Par décision du 1er juin 2006, l'OCAI a rejeté l'opposition de l'assuré. Il a relevé que l'expertise du COMAI de 1998 concluait que sur le plan somatique, il n'y avait pas d'atteinte physique permettant de justifier une incapacité de travail dans les professions exercées jusqu'alors, à savoir celles de maçon et de nettoyeur. Au plan psychiatrique cependant, le Dr G_________ concluait, en juillet 1998, que la double pathologie psychiatrique (état de stress post-traumatique d'allure chronique et état dépressif récurrent d'importance moyenne) justifiait une incapacité de travail d'environ 50%. L'assuré avait été soumis à une nouvelle expertise psychiatrique, en avril 2005, et le Dr D_________ n'avait pas diagnostiqué de syndrome de stress post-traumatique ou d'état dépressif récurrent. Dès lors, son état de santé avait évolué, et son trouble somatoforme douloureux, non accompagné d'une comorbidité psychiatrique grave, n'avait pas valeur d'invalidité et ne donnait pas droit à l'octroi d'une rente. Enfin, l'OCAI a relevé que l'assuré n'avait pas été traité pour son état dépressif, comme cela lui avait été demandé par le COMAI. Or, l'on était en droit d'attendre que l'assuré diminue les effets de son invalidité, ce qu'il n'avait pas fait.

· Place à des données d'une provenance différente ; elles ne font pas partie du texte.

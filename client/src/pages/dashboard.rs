//! Analytics dashboard with overview, analytics and insights views.
//!
//! SYSTEM CONTEXT
//! ==============
//! The page sits behind `Protected`, so nothing below mounts until the session
//! is signed in and approved. Once mounted it polls the summary every two
//! minutes; the trends chart runs its own slower poll. Switching views only
//! swaps the panel and leaves the summary poll running.

#[cfg(test)]
#[path = "dashboard_test.rs"]
mod dashboard_test;

use std::collections::BTreeMap;

use leptos::prelude::*;

use crate::components::distribution::{DistributionBars, distribution_rows, priority_rows};
use crate::components::protected::Protected;
use crate::components::search_filter_panel::SearchFilterPanel;
use crate::components::task_list::TaskList;
use crate::components::trends_chart::TrendsChart;
use crate::net::api;
use crate::net::types::{DashboardSummary, Task, TaskFilter};
use crate::state::auth::Session;
use crate::state::fetch::FetchState;
use crate::state::ui::DashboardView;
#[cfg(feature = "hydrate")]
use crate::util::filter::apply_filter;
use crate::util::format::{capitalize, completion_rate};
#[cfg(feature = "hydrate")]
use crate::util::poll::replace_on_success;
use crate::util::poll::{SUMMARY_PERIOD, use_liveness, use_polling};

pub const SUMMARY_FAILURE: &str = "Failed to load dashboard data";
pub const RECENT_LIMIT: usize = 5;
pub const INSIGHTS_LIMIT: usize = 10;

type SummaryState = RwSignal<FetchState<DashboardSummary>>;

/// Sidebar completion rate, once a summary has loaded.
pub fn quick_stat(summary: Option<&DashboardSummary>) -> Option<String> {
    let summary = summary?;
    Some(match completion_rate(summary.completed_tasks, summary.total_tasks) {
        Some(rate) => format!("{rate}%"),
        None => "N/A".to_owned(),
    })
}

#[component]
pub fn DashboardPage() -> impl IntoView {
    view! {
        <Protected>
            <Dashboard/>
        </Protected>
    }
}

#[component]
fn Dashboard() -> impl IntoView {
    let session = expect_context::<RwSignal<Session>>();
    let selected = RwSignal::new(DashboardView::default());
    let summary: SummaryState = RwSignal::new(FetchState::default());
    let recent = RwSignal::new(Vec::<Task>::new());
    let filtered = RwSignal::new(Vec::<Task>::new());
    let liveness = use_liveness();
    let token = move || session.with_untracked(|s| s.token.clone());

    use_polling(
        "dashboard summary",
        SUMMARY_FAILURE,
        SUMMARY_PERIOD,
        move || api::fetch_dashboard_summary(token()),
        summary,
    );

    #[cfg(feature = "hydrate")]
    leptos::task::spawn_local(replace_on_success("recent tasks", api::list_tasks(token()), recent, liveness.clone()));

    let on_filter_change = Callback::new(move |filter: TaskFilter| {
        #[cfg(feature = "hydrate")]
        leptos::task::spawn_local(apply_filter(
            move |f| api::search_tasks(token(), f),
            filter,
            filtered,
            liveness.clone(),
        ));
        #[cfg(not(feature = "hydrate"))]
        let _ = (filter, &liveness);
    });

    let content = move || match selected.get() {
        DashboardView::Overview => view! { <Overview summary recent/> }.into_any(),
        DashboardView::Analytics => view! { <Analytics summary/> }.into_any(),
        DashboardView::Insights => view! { <Insights on_filter_change filtered/> }.into_any(),
    };

    view! {
        <div class="dashboard-page">
            <aside class="dashboard-page__sidebar">
                <h2 class="dashboard-page__sidebar-title">"Dashboard Views"</h2>
                <nav class="dashboard-page__views">
                    {DashboardView::ALL
                        .into_iter()
                        .map(|mode| {
                            view! {
                                <button
                                    class="dashboard-page__view"
                                    class:dashboard-page__view--active=move || selected.get() == mode
                                    on:click=move |_| selected.set(mode)
                                >
                                    {capitalize(mode.key())}
                                </button>
                            }
                        })
                        .collect_view()}
                </nav>
                {move || {
                    summary
                        .with(|s| quick_stat(s.data.as_ref()))
                        .map(|rate| {
                            view! {
                                <div class="dashboard-page__quick-stats">
                                    <h3>"QUICK STATS"</h3>
                                    <span class="dashboard-page__quick-label">"Completion Rate"</span>
                                    <span class="dashboard-page__quick-value">{rate}</span>
                                </div>
                            }
                        })
                }}
            </aside>
            <div class="dashboard-page__main">
                <header class="dashboard-page__header">
                    <h1>"TASK INTELLIGENCE DASHBOARD"</h1>
                    <p>"Real-time analytics and insights for your task management"</p>
                </header>
                <Show when=move || summary.with(|s| s.loading && s.data.is_none())>
                    <p class="dashboard-page__loading">"Loading dashboard data..."</p>
                </Show>
                <Show when=move || summary.with(|s| s.error.is_some())>
                    <p class="dashboard-page__error">{move || summary.with(|s| s.error.clone().unwrap_or_default())}</p>
                </Show>
                {content}
            </div>
        </div>
    }
}

#[component]
fn StatCard(title: &'static str, caption: &'static str, value: Signal<u64>, tone: &'static str) -> impl IntoView {
    view! {
        <div class=format!("stat-card stat-card--{tone}")>
            <h3 class="stat-card__title">{title}</h3>
            <div class="stat-card__value">{move || value.get()}</div>
            <div class="stat-card__caption">{caption}</div>
        </div>
    }
}

#[component]
fn Overview(summary: SummaryState, recent: RwSignal<Vec<Task>>) -> impl IntoView {
    let count = move |pick: fn(&DashboardSummary) -> u64| {
        Signal::derive(move || summary.with(|s| s.data.as_ref().map_or(0, pick)))
    };

    view! {
        <div class="dashboard-page__cards">
            <StatCard title="Total Tasks" caption="Active projects" tone="total" value=count(|d| d.total_tasks)/>
            <StatCard title="Completed" caption="Tasks finished" tone="done" value=count(|d| d.completed_tasks)/>
            <StatCard title="Overdue" caption="Require attention" tone="overdue" value=count(|d| d.overdue_tasks)/>
        </div>
        <TrendsChart/>
        <div class="dashboard-page__grid">
            <section class="panel">
                <div class="panel__header">
                    <h2>"Recent Tasks"</h2>
                    <a class="panel__link" href="/tasks">
                        "View All →"
                    </a>
                </div>
                <TaskList tasks=recent limit=RECENT_LIMIT/>
            </section>
            <section class="panel">
                <h2>"Task Priority Distribution"</h2>
                {move || {
                    let rows = summary.with(|s| s.data.as_ref().map(priority_rows).unwrap_or_default());
                    view! { <DistributionBars rows count_suffix=" tasks"/> }
                }}
            </section>
        </div>
    }
}

#[component]
fn Analytics(summary: SummaryState) -> impl IntoView {
    let rows = move |pick: fn(&DashboardSummary) -> &BTreeMap<String, u64>| {
        summary.with(|s| s.data.as_ref().map(|d| distribution_rows(pick(d), d.total_tasks)).unwrap_or_default())
    };

    view! {
        <div class="dashboard-page__grid">
            <section class="panel">
                <h2>"Risk Level Distribution"</h2>
                {move || view! { <DistributionBars rows=rows(|d| &d.risk_distribution)/> }}
            </section>
            <section class="panel">
                <h2>"Status Distribution"</h2>
                {move || view! { <DistributionBars rows=rows(|d| &d.status_distribution)/> }}
            </section>
        </div>
        <TrendsChart/>
    }
}

#[component]
fn Insights(on_filter_change: Callback<TaskFilter>, filtered: RwSignal<Vec<Task>>) -> impl IntoView {
    view! {
        <SearchFilterPanel on_change=on_filter_change/>
        <section class="panel">
            <h2>"Filtered Results"</h2>
            <TaskList tasks=filtered limit=INSIGHTS_LIMIT/>
        </section>
    }
}
//! `/config.js`: runtime settings for the browser bundle.
//!
//! The script assigns `window.TASKDECK_CONFIG` before hydration so one build
//! can point at different task APIs per deployment.

use axum::http::header::{CACHE_CONTROL, CONTENT_TYPE};
use axum::response::IntoResponse;
use taskdeck_client::util::config::RUNTIME_CONFIG_GLOBAL;

/// JavaScript assigning the runtime config global.
pub fn render(api_base_url: &str) -> String {
    let payload = serde_json::json!({ "api_base_url": api_base_url });
    format!("window.{RUNTIME_CONFIG_GLOBAL} = {payload};\n")
}

pub async fn serve(script: String) -> impl IntoResponse {
    ([(CONTENT_TYPE, "application/javascript; charset=utf-8"), (CACHE_CONTROL, "no-store")], script)
}
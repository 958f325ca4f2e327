//! Browser localStorage helpers for the persisted API token.
//!
//! SYSTEM CONTEXT
//! ==============
//! The token survives reloads under a single key so session restore can pick
//! it up at start-up. SSR paths no-op to keep server rendering deterministic.

#[cfg(test)]
#[path = "storage_test.rs"]
mod storage_test;

use crate::net::types::AuthToken;

#[cfg(feature = "hydrate")]
const TOKEN_KEY: &str = "token";

#[cfg(feature = "hydrate")]
fn local_storage() -> Option<web_sys::Storage> {
    web_sys::window().and_then(|w| w.local_storage().ok().flatten())
}

/// Load the persisted token, ignoring blank values.
pub fn load_token() -> Option<AuthToken> {
    #[cfg(feature = "hydrate")]
    {
        let raw = local_storage()?.get_item(TOKEN_KEY).ok().flatten()?;
        let raw = raw.trim();
        if raw.is_empty() { None } else { Some(AuthToken::new(raw)) }
    }
    #[cfg(not(feature = "hydrate"))]
    {
        None
    }
}

/// Persist `token` for the next page load.
pub fn save_token(token: &AuthToken) {
    #[cfg(feature = "hydrate")]
    {
        if let Some(storage) = local_storage() {
            let _ = storage.set_item(TOKEN_KEY, token.expose());
        }
    }
    #[cfg(not(feature = "hydrate"))]
    {
        let _ = token;
    }
}

/// Forget the persisted token.
pub fn clear_token() {
    #[cfg(feature = "hydrate")]
    {
        if let Some(storage) = local_storage() {
            let _ = storage.remove_item(TOKEN_KEY);
        }
    }
}
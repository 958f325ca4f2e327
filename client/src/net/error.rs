//! Failure taxonomy for task API calls.
//!
//! Views collapse every variant into a single "fetch failed" condition; the
//! variants exist so diagnostic logs say which layer broke.

use thiserror::Error;

#[derive(Clone, Debug, PartialEq, Eq, Error)]
pub enum ApiError {
    /// The request never produced a response (DNS, CORS, connection reset).
    #[error("network error: {0}")]
    Network(String),
    /// The server answered with a non-success status.
    #[error("request failed with status {0}")]
    Status(u16),
    /// The body could not be decoded into the expected payload.
    #[error("malformed response: {0}")]
    Decode(String),
    /// The request body could not be encoded.
    #[error("request encoding failed: {0}")]
    Encode(String),
    /// Browser-only call made during server rendering.
    #[error("not available on server")]
    Unavailable,
}

impl ApiError {
    /// True when the server rejected the credential.
    pub fn is_unauthorized(&self) -> bool {
        matches!(self, Self::Status(401 | 403))
    }
}
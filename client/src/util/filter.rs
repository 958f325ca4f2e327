//! Task search filter editing and the one-shot search it triggers.
//!
//! SYSTEM CONTEXT
//! ==============
//! The filter panel owns a `TaskFilter` and emits the whole updated record on
//! every edit. The dashboard answers each emission with one search request
//! whose result replaces the filtered list; failures are logged and leave the
//! list as it was.

#[cfg(test)]
#[path = "filter_test.rs"]
mod filter_test;

use std::future::Future;

use crate::net::error::ApiError;
use crate::net::types::{DateRange, Task, TaskFilter};
use crate::util::poll::{Liveness, Store, replace_on_success};

pub const PRIORITY_OPTIONS: [&str; 3] = ["HIGH", "MEDIUM", "LOW"];
pub const RISK_LEVEL_OPTIONS: [&str; 3] = ["HIGH", "MEDIUM", "LOW"];
pub const STATUS_OPTIONS: [&str; 3] = ["TODO", "IN_PROGRESS", "DONE"];

/// Multi-select groups of the filter panel.
#[derive(Clone, Copy, Debug, PartialEq, Eq)]
pub enum FilterField {
    Priority,
    RiskLevel,
    Status,
}

impl FilterField {
    pub const ALL: [Self; 3] = [Self::Priority, Self::RiskLevel, Self::Status];

    pub fn label(self) -> &'static str {
        match self {
            Self::Priority => "Priority",
            Self::RiskLevel => "Risk Level",
            Self::Status => "Status",
        }
    }

    pub fn options(self) -> [&'static str; 3] {
        match self {
            Self::Priority => PRIORITY_OPTIONS,
            Self::RiskLevel => RISK_LEVEL_OPTIONS,
            Self::Status => STATUS_OPTIONS,
        }
    }

    pub fn values(self, filter: &TaskFilter) -> &[String] {
        match self {
            Self::Priority => &filter.priority,
            Self::RiskLevel => &filter.risk_level,
            Self::Status => &filter.status,
        }
    }

    fn values_mut(self, filter: &mut TaskFilter) -> &mut Vec<String> {
        match self {
            Self::Priority => &mut filter.priority,
            Self::RiskLevel => &mut filter.risk_level,
            Self::Status => &mut filter.status,
        }
    }
}

/// End of the due-date window being edited.
#[derive(Clone, Copy, Debug, PartialEq, Eq)]
pub enum DateBound {
    Start,
    End,
}

pub fn is_selected(filter: &TaskFilter, field: FilterField, value: &str) -> bool {
    field.values(filter).iter().any(|v| v == value)
}

/// Add `value` to the group, or remove it if already selected. Selection
/// order is kept so the emitted filter matches what the user clicked.
pub fn toggle(filter: &mut TaskFilter, field: FilterField, value: &str) {
    let values = field.values_mut(filter);
    if let Some(index) = values.iter().position(|v| v == value) {
        values.remove(index);
    } else {
        values.push(value.to_owned());
    }
}

pub fn set_search(filter: &mut TaskFilter, text: &str) {
    text.clone_into(&mut filter.search);
}

/// Set one end of the due-date window; an empty value clears it, and the
/// window itself is dropped once both ends are clear.
pub fn set_date(filter: &mut TaskFilter, bound: DateBound, value: &str) {
    let value = Some(value.trim()).filter(|v| !v.is_empty()).map(str::to_owned);
    let mut range: DateRange = filter.due_date.take().unwrap_or_default();
    match bound {
        DateBound::Start => range.start = value,
        DateBound::End => range.end = value,
    }
    filter.due_date = (!range.is_empty()).then_some(range);
}

/// Current value of one end of the window, for binding date inputs.
pub fn date_value(filter: &TaskFilter, bound: DateBound) -> String {
    let range = filter.due_date.as_ref();
    let value = match bound {
        DateBound::Start => range.and_then(|r| r.start.clone()),
        DateBound::End => range.and_then(|r| r.end.clone()),
    };
    value.unwrap_or_default()
}

/// Run `search` once with `filter` and replace `results` on success.
pub async fn apply_filter<S, Fut, St>(search: S, filter: TaskFilter, results: St, liveness: Liveness)
where
    S: FnOnce(TaskFilter) -> Fut,
    Fut: Future<Output = Result<Vec<Task>, ApiError>>,
    St: Store<Vec<Task>>,
{
    replace_on_success("task search", search(filter), results, liveness).await;
}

Par courrier du 30 juin 2006, l'assuré a recouru contre cette décision auprès du Tribunal cantonal des assurances sociales. Il a fait valoir qu'il avait été également suivi par le Dr H_________, rhumatologue, qui avait émis un rapport le 9 juin 2004 (recte : le 16 février 2006). Le Dr I_________ y indiquait qu'il n'y avait pas de diagnostic d'affection physique ayant des répercussions sur la capacité de travail. Les diagnostics des affections sans répercussion sur la capacité de travail étaient des cervico-lombalgies non spécifiques. La seule limitation que l'on pourrait évoquer pour le patient était l'évitement de port de charges lourdes et de mouvements de rotation répétés du rachis. L'on pouvait admettre qu'au vu des cervicalgies et lombalgies, une activité plus sédentaire que celle de maçon devait pouvoir être entreprise à un taux de 100%.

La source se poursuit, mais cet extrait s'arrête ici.